Data:
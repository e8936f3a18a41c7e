//! Domain Layer
//!
//! Entities, value objects, authorization rules and repository traits.

pub mod entity;
pub mod policy;
pub mod repository;
pub mod value_object;

pub use entity::{access_token::AccessToken, credentials::Credentials, user::User};
pub use policy::{Action, AuthorizedUser};
pub use repository::{
    AccessTokenRepository, AuthUnitOfWork, CredentialsRepository, TransactionManager,
    UnitOfWork, UserRepository,
};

Exercise: The answer must be a single number: the count of lines in the listing that hold the string "policy".

Output below: 2